In terms of plot, the film gravitates towards a slightly deranged scientist who has devised a camera for the blind, a gadget which enables him and other characters to immerse themselves in their own dreams. Recording and watching dreams becomes a real obsession for them, a solipsistic activity with disastrous consequences. Tellingly, the scientist is played by Max von Sydow, the iconic actor from a number of Ingmar Bergman’s films in which the existence of God is repeatedly questioned.
As Wenders noted on the twentieth anniversary of his oddly neglected tour de force, ‘the main technology in the film – to make a blind person see, or to extract images from the brain of a person – that’s what scientists do’ in the new century. ‘I’ve had several scientific reports of the first images drawn out of a person’s brain, strictly represented by brainwaves.’ Those images, he argued, looked ‘exactly like what we’d done in the film’.

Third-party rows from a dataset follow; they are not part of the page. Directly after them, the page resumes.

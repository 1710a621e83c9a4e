use std::path::PathBuf;
use std::process::ExitCode;

use citrine_log::CitrineLogger;
use citrine_transport::{TransferConfig, resolve_receiver, send_file};
use clap::Parser;
use clap::error::ErrorKind;
use log::{LevelFilter, error};

/// Send a file to a waiting recvfile peer over UDP.
#[derive(Debug, Parser)]
#[command(name = "sendfile")]
struct Args {
    /// Receiver endpoint as <host>:<port>.
    #[arg(short = 'r', value_name = "HOST:PORT")]
    receiver: String,

    /// File to transfer.
    #[arg(short = 'f', value_name = "FILE")]
    file: PathBuf,
}

#[tokio::main]
async fn main() -> ExitCode {
    CitrineLogger::init(LevelFilter::Info).unwrap();

    let args = match Args::try_parse() {
        Ok(args) => args,
        Err(e) if matches!(e.kind(), ErrorKind::DisplayHelp | ErrorKind::DisplayVersion) => {
            let _ = e.print();
            return ExitCode::SUCCESS;
        }
        Err(e) => {
            error!("[error] {e}");
            return ExitCode::from(1);
        }
    };

    let receiver = match resolve_receiver(args.receiver.as_str()).await {
        Ok(addr) => addr,
        Err(e) => {
            error!("[error] {e}");
            return ExitCode::from(1);
        }
    };

    match send_file(&args.file, receiver, &TransferConfig::default()).await {
        Ok(stats) => {
            println!("[stats] running time: {} ms", stats.elapsed.as_millis());
            println!("[stats] file size: {} bytes", stats.file_size);
            println!("[stats] bytes sent: {} bytes", stats.total_bytes_sent);
            println!("[stats] efficiency: {:.2}%", stats.efficiency());
            ExitCode::SUCCESS
        }
        Err(e) => {
            error!("[error] {e}");
            ExitCode::from(1)
        }
    }
}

Indeed, his cinematic invention anticipated Google Glasses by two decades and came with a complicated memory system. As for the precise look of Wendersian dreams, the album cover of the soundtrack which proved to be more popular than the film itself gives an appropriately fussy idea:I was reminded of the German cineaste’s vision when I recently discovered a video created by a ‘filmmaker, designer and dedicated jogger’ named Carl Burgess. Titled Visual Representations of Running, the 154-second video is a hallucinating interpretation of an embodied practice – hallucinating and haunting in equal measure. Is this what running is supposed to feel from within the human body? Is Carl Burgess a genius? If so, shouldn’t he have channeled his undeniable skills in less controversial directions?
Verily, the outrageously brilliant video bears ominous resemblance to the mad scientist’s project in Wim Wenders’ film. Since the old man’s hubris didn’t escape retribution which, in view of the director’s Christian faith, I take to be of divine origin, let’s pray that the more recent dream snatcher avoids the fate of Max von Sydow’s character!